Ralph Zimmerman, the state veterinarian in New Mexico, where the new outbreak started, said its origin is unknown. But, he added, imported domestic rabbits are one possibility; the disease was first identified in France in 2010 and spread throughout Europe and later Australia, where it swept the continent in about a year and a half. An outbreak at a New York veterinary clinic in March of this year killed 11 pet rabbits.
“We hear rumors of underground rabbit transport, and there are folks that do import rabbits from Europe,” Dr. Zimmerman said. “So our concern is that somebody brought them in, they were carrying the virus during transport. If one of them died, they pitched it out and boom, we infect the wild rabbits and away we go.”
Not much can be done about wild populations of rabbits, Dr. Zimmerman said. Many die, and some survivors that are resistant to the virus repopulate the area. How much of the wild population dies will determine the impact of the disease on predators that rely on rabbits.
The virus is a variant of the original R.H.D.V., which emerged in China in 1984 and spread through Asia, Europe and North and South America. When it escaped in Australia, scientists there were studying it for possible use in controlling rabbit populations. It has been killing rabbits in Australia ever since, although R.H.D.V. type 2, the new virus, took over and became the dominant strain.
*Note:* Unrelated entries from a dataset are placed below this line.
use rust_decimal_macros::dec;
use serde::{Deserialize, Serialize};

use crate::allocation::{BuAlias, FlowType, SubGroup, SubGroupSplit};
use crate::lease::LeaseAccount;
use crate::statement::lines::{
    self, LineRule, LineTarget, RowKind, StatementRowSpec,
};
use crate::types::Money;

/// A named subset of entities whose statement lines are also summed
/// together for combined reporting.
#[derive(Debug, Clone, Serialize, Deserialize)]
pub struct ReportingGroup {
    pub name: String,
    pub entities: Vec<String>,
}

/// Immutable engine configuration, passed explicitly into each stage.
///
/// Serde fills any omitted field from `Default`, so run specifications only
/// need to override what differs from the standard group setup.
#[derive(Debug, Clone, Serialize, Deserialize)]
#[serde(default)]
pub struct ConsolidationConfig {
    /// Fixed set of consolidated legal entities.
    pub entities: Vec<String>,
    /// Account class digits routed to the P&L.
    pub pl_classes: Vec<char>,
    /// Account class digits routed to the balance sheet.
    pub bs_classes: Vec<char>,
    /// Journal code of opening-balance entries, excluded from the monthly
    /// P&L window.
    pub opening_journal: String,
    /// Absolute residual at or below which an intercompany rule is balanced.
    pub tolerance: Money,
    /// P&L detail lines that make up the revenue accounting total.
    pub revenue_lines: Vec<String>,
    /// P&L detail lines that make up the cost-of-goods accounting total.
    pub cogs_lines: Vec<String>,
    /// Statement line carried by allocated revenue rows.
    pub allocated_revenue_line: String,
    /// Statement line carried by allocated cost-of-goods rows.
    pub allocated_cogs_line: String,
    /// Raw business-unit labels regrouped into canonical units.
    pub bu_aliases: Vec<BuAlias>,
    /// Sub-group roll-up allocation for the one entity that needs it.
    pub subgroup_split: Option<SubGroupSplit>,
    /// Lease account prefix per IFRS-16-in-scope entity.
    pub lease_accounts: Vec<LeaseAccount>,
    /// P&L detail label to canonical statement line.
    pub line_normalization: Vec<LineRule>,
    pub operating_staff_line: String,
    pub non_operating_staff_line: String,
    pub rents_line: String,
    pub rou_line: String,
    /// Fixed presentation structure of the assembled statement.
    pub statement_rows: Vec<StatementRowSpec>,
    pub reporting_groups: Vec<ReportingGroup>,
}

impl ConsolidationConfig {
    pub fn is_pl_class(&self, class: char) -> bool {
        self.pl_classes.contains(&class)
    }

    pub fn is_bs_class(&self, class: char) -> bool {
        self.bs_classes.contains(&class)
    }

    /// Detail lines summed into the accounting total for a flow type.
    pub fn flow_lines(&self, flow: FlowType) -> &[String] {
        match flow {
            FlowType::Revenue => &self.revenue_lines,
            FlowType::CostOfGoods => &self.cogs_lines,
        }
    }

    /// Statement line attached to allocation rows for a flow type.
    pub fn flow_output_line(&self, flow: FlowType) -> &str {
        match flow {
            FlowType::Revenue => &self.allocated_revenue_line,
            FlowType::CostOfGoods => &self.allocated_cogs_line,
        }
    }

    /// Regroup a raw business-unit label into its canonical unit.
    pub fn canonical_bu(&self, raw: &str) -> String {
        self.bu_aliases
            .iter()
            .find(|a| a.raw == raw)
            .map(|a| a.canonical.clone())
            .unwrap_or_else(|| raw.to_string())
    }
}

impl Default for ConsolidationConfig {
    fn default() -> Self {
        let strings = |items: &[&str]| -> Vec<String> {
            items.iter().map(|s| s.to_string()).collect()
        };

        let keep = |detail: &str, line: &str| LineRule {
            detail: detail.to_string(),
            target: LineTarget::Line(line.to_string()),
        };

        let row = |label: &str, kind: RowKind| StatementRowSpec {
            label: label.to_string(),
            kind,
        };

        ConsolidationConfig {
            entities: strings(&["FR", "PID", "CELSIUS", "VERTICAL"]),
            pl_classes: vec!['6', '7'],
            bs_classes: vec!['1', '2', '3', '4', '5'],
            opening_journal: "AN".to_string(),
            tolerance: dec!(0.01),
            revenue_lines: strings(&["SALES", "B2B Revenue", "B2C Revenue"]),
            cogs_lines: strings(&["COGS"]),
            allocated_revenue_line: "SALES".to_string(),
            allocated_cogs_line: "COGS".to_string(),
            bu_aliases: vec![
                BuAlias::new("DV", "Publishing"),
                BuAlias::new("PID GAMES", "Publishing"),
                BuAlias::new("DISTRIBUTION", "Distribution"),
            ],
            subgroup_split: Some(SubGroupSplit {
                entity: "CELSIUS".to_string(),
                flow: FlowType::Revenue,
                groups: vec![
                    SubGroup {
                        source_line: "B2C Revenue".to_string(),
                        business_units: strings(&["MGG", "RR", "Autres B2C"]),
                        rollup_label: Some("Total B2C".to_string()),
                    },
                    SubGroup {
                        source_line: "B2B Revenue".to_string(),
                        business_units: strings(&["B2B"]),
                        rollup_label: None,
                    },
                ],
            }),
            lease_accounts: vec![
                LeaseAccount::new("PID", "61343"),
                LeaseAccount::new("CELSIUS", "61320"),
            ],
            line_normalization: vec![
                keep("SALES", lines::SALES),
                keep("B2C Revenue", lines::B2C_REVENUE),
                keep("B2B Revenue", lines::B2B_REVENUE),
                keep("COGS", lines::COGS),
                keep("Marketing costs", lines::MARKETING_COSTS),
                keep("Freelance", lines::FREELANCE),
                keep("Servers & softwares", lines::SERVERS_SOFTWARES),
                keep("Structure costs", lines::STRUCTURE_COSTS),
                keep("Accommodation costs", lines::ACCOMMODATION_COSTS),
                keep("Profit-sharing", lines::PROFIT_SHARING),
                keep("Rents & charges", lines::RENTS_CHARGES),
                keep("D&A on fixed assets", lines::DA_FIXED_ASSETS),
                keep("D&A - Milestones", lines::DA_MILESTONES),
                keep("Financial income (loss)", lines::FINANCIAL_INCOME),
                keep("Tax", lines::TAX),
                // Staff costs come from the payroll split, not the ledger.
                LineRule {
                    detail: "Staff costs".to_string(),
                    target: LineTarget::Skip,
                },
            ],
            operating_staff_line: lines::STAFF_COSTS_OPERATING.to_string(),
            non_operating_staff_line: lines::STAFF_COSTS_NON_OP.to_string(),
            rents_line: lines::RENTS_CHARGES.to_string(),
            rou_line: lines::DA_ROU.to_string(),
            statement_rows: vec![
                row("REVENUE", RowKind::Section),
                row(lines::SALES, RowKind::Item),
                row(lines::B2C_REVENUE, RowKind::Item),
                row(lines::B2B_REVENUE, RowKind::Item),
                row(lines::COGS, RowKind::Item),
                row(lines::GROSS_PROFIT, RowKind::Subtotal),
                row("", RowKind::Spacer),
                row("OPERATING COSTS", RowKind::Section),
                row(lines::STAFF_COSTS_OPERATING, RowKind::Item),
                row(lines::MARKETING_COSTS, RowKind::Item),
                row(lines::FREELANCE, RowKind::Item),
                row(lines::SERVERS_SOFTWARES, RowKind::Item),
                row(lines::CONTRIBUTION_MARGIN, RowKind::Subtotal),
                row("", RowKind::Spacer),
                row("STRUCTURE COSTS", RowKind::Section),
                row(lines::STAFF_COSTS_NON_OP, RowKind::Item),
                row(lines::STRUCTURE_COSTS, RowKind::Item),
                row(lines::ACCOMMODATION_COSTS, RowKind::Item),
                row(lines::PROFIT_SHARING, RowKind::Item),
                row(lines::RENTS_CHARGES, RowKind::Item),
                row(lines::EBITDA, RowKind::Subtotal),
                row("", RowKind::Spacer),
                row(lines::DA_FIXED_ASSETS, RowKind::Item),
                row(lines::DA_MILESTONES, RowKind::Item),
                row(lines::DA_ROU, RowKind::Item),
                row(lines::EBIT, RowKind::Subtotal),
                row(lines::FINANCIAL_INCOME, RowKind::Item),
                row(lines::EBT, RowKind::Subtotal),
                row(lines::TAX, RowKind::Item),
                row(lines::NET_INCOME, RowKind::Total),
            ],
            reporting_groups: vec![
                ReportingGroup {
                    name: "PID & FR".to_string(),
                    entities: strings(&["PID", "FR"]),
                },
                ReportingGroup {
                    name: "CELSIUS & VERTICAL".to_string(),
                    entities: strings(&["CELSIUS", "VERTICAL"]),
                },
                ReportingGroup {
                    name: "Consolidated".to_string(),
                    entities: strings(&["FR", "PID", "CELSIUS", "VERTICAL"]),
                },
            ],
        }
    }
}
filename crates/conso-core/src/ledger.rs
//! Temporal windows over the normalized ledger and per-account aggregation.
//!
//! The P&L reads the monthly window (opening-balance journal excluded); the
//! balance sheet reads the cumulative window up to period end (opening
//! entries included). Every function returns a fresh table: stages own
//! their output and never mutate what they were handed.

use std::collections::BTreeMap;

use rust_decimal::Decimal;

use crate::config::ConsolidationConfig;
use crate::types::{AccountBalance, AccountMovement, LedgerRow, Period};

/// Rows posted inside the period month, opening-balance entries excluded.
pub fn monthly_window(
    rows: &[LedgerRow],
    period: Period,
    opening_journal: &str,
) -> Vec<LedgerRow> {
    rows.iter()
        .filter(|r| period.contains(r.date) && r.journal != opening_journal)
        .cloned()
        .collect()
}

/// Rows posted on or before period end, opening-balance entries included.
pub fn ytd_window(rows: &[LedgerRow], period: Period) -> Vec<LedgerRow> {
    rows.iter()
        .filter(|r| r.date <= period.last_day())
        .cloned()
        .collect()
}

/// Aggregate monthly rows per (entity, account), summing debit, credit and
/// net movement. Output is sorted by entity then account.
pub fn movements_by_account(rows: &[LedgerRow]) -> Vec<AccountMovement> {
    let mut grouped: BTreeMap<(String, String), AccountMovement> = BTreeMap::new();

    for row in rows {
        let key = (row.entity.clone(), row.account.clone());
        let entry = grouped.entry(key).or_insert_with(|| AccountMovement {
            entity: row.entity.clone(),
            account: row.account.clone(),
            account_label: row.account_label.clone(),
            debit: Decimal::ZERO,
            credit: Decimal::ZERO,
            movement: Decimal::ZERO,
        });
        entry.debit += row.debit;
        entry.credit += row.credit;
        entry.movement += row.movement();
    }

    grouped.into_values().collect()
}

/// Cumulative balances per (entity, account), restricted to balance-sheet
/// account classes.
pub fn balances_by_account(
    rows: &[LedgerRow],
    config: &ConsolidationConfig,
) -> Vec<AccountBalance> {
    let mut grouped: BTreeMap<(String, String), AccountBalance> = BTreeMap::new();

    for row in rows {
        let in_scope = row.class().map_or(false, |c| config.is_bs_class(c));
        if !in_scope {
            continue;
        }
        let key = (row.entity.clone(), row.account.clone());
        let entry = grouped.entry(key).or_insert_with(|| AccountBalance {
            entity: row.entity.clone(),
            account: row.account.clone(),
            account_label: row.account_label.clone(),
            debit_cumulative: Decimal::ZERO,
            credit_cumulative: Decimal::ZERO,
            balance: Decimal::ZERO,
        });
        entry.debit_cumulative += row.debit;
        entry.credit_cumulative += row.credit;
        entry.balance += row.movement();
    }

    grouped.into_values().collect()
}

#[cfg(test)]
mod tests {
    use super::*;
    use chrono::NaiveDate;
    use rust_decimal_macros::dec;

    use crate::types::Money;

    fn row(
        entity: &str,
        account: &str,
        journal: &str,
        day: u32,
        debit: Money,
        credit: Money,
    ) -> LedgerRow {
        LedgerRow {
            entity: entity.into(),
            account: account.into(),
            account_label: format!("Account {account}"),
            journal: journal.into(),
            date: NaiveDate::from_ymd_opt(2026, 1, day).unwrap(),
            debit,
            credit,
            narrative: None,
        }
    }

    fn sample_ledger() -> Vec<LedgerRow> {
        vec![
            // Opening balance, January
            LedgerRow {
                date: NaiveDate::from_ymd_opt(2026, 1, 1).unwrap(),
                ..row("FR", "411000", "AN", 1, dec!(500), dec!(0))
            },
            row("FR", "706000", "VE", 10, dec!(0), dec!(1000)),
            row("FR", "706000", "VE", 20, dec!(0), dec!(200)),
            row("FR", "601000", "AC", 15, dec!(300), dec!(0)),
            // February row, outside the monthly window
            LedgerRow {
                date: NaiveDate::from_ymd_opt(2026, 2, 5).unwrap(),
                ..row("FR", "706000", "VE", 5, dec!(0), dec!(50))
            },
        ]
    }

    #[test]
    fn test_monthly_window_excludes_opening_journal() {
        let period = Period::parse("202601").unwrap();
        let monthly = monthly_window(&sample_ledger(), period, "AN");
        assert_eq!(monthly.len(), 3);
        assert!(monthly.iter().all(|r| r.journal != "AN"));
    }

    #[test]
    fn test_ytd_window_keeps_opening_journal() {
        let period = Period::parse("202601").unwrap();
        let ytd = ytd_window(&sample_ledger(), period);
        assert_eq!(ytd.len(), 4);
        assert!(ytd.iter().any(|r| r.journal == "AN"));
    }

    #[test]
    fn test_movements_by_account_sums_per_account() {
        let period = Period::parse("202601").unwrap();
        let monthly = monthly_window(&sample_ledger(), period, "AN");
        let movements = movements_by_account(&monthly);

        assert_eq!(movements.len(), 2);
        let sales = movements.iter().find(|m| m.account == "706000").unwrap();
        assert_eq!(sales.credit, dec!(1200));
        assert_eq!(sales.movement, dec!(-1200));
        assert_eq!(sales.class(), Some('7'));
    }

    #[test]
    fn test_balances_restricted_to_balance_sheet_classes() {
        let config = ConsolidationConfig::default();
        let period = Period::parse("202601").unwrap();
        let ytd = ytd_window(&sample_ledger(), period);
        let balances = balances_by_account(&ytd, &config);

        assert_eq!(balances.len(), 1);
        assert_eq!(balances[0].account, "411000");
        assert_eq!(balances[0].balance, dec!(500));
    }
}
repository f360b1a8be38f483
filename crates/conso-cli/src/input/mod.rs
pub mod file;
pub mod stdin;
It is both highly infectious, and extraordinarily sturdy. According to the federal National Wildlife Health Center, it can survive several months in dry conditions, lives through freezing and can be spread by rabbits, their pelts or their meat, or anything that has come in contact with them, including insects. Often, rabbits simply drop dead.
The disease poses a serious danger to domestic rabbits. Last year the agriculture department estimated that nearly three million U.S. households had about 6.7 million pet rabbits. There is a vaccine for the disease approved in Europe, and states, in concert with the agriculture department, can approve its use, which has happened in New Mexico, Dr. Zimmerman said.
But vaccine approval could come too late for a rabbit owners, because there must be a confirmed rabbit death in order for a veterinarian to begin applying for emergency approval in any given state, said Anne Martin, executive director of the House Rabbit Society.
And like any virus, this one has an incubation period; by the time rabbits begin to die, the virus is already spreading, and the vaccine still must then be imported once the approval paperwork is done.
To be safe, rabbits, like people, need to be isolated. There are also other precautions to take, Ms. Martin said, because the virus can survive for so long, but “the biggest risk to rabbits is if they are outside or they have any outdoor playtime.”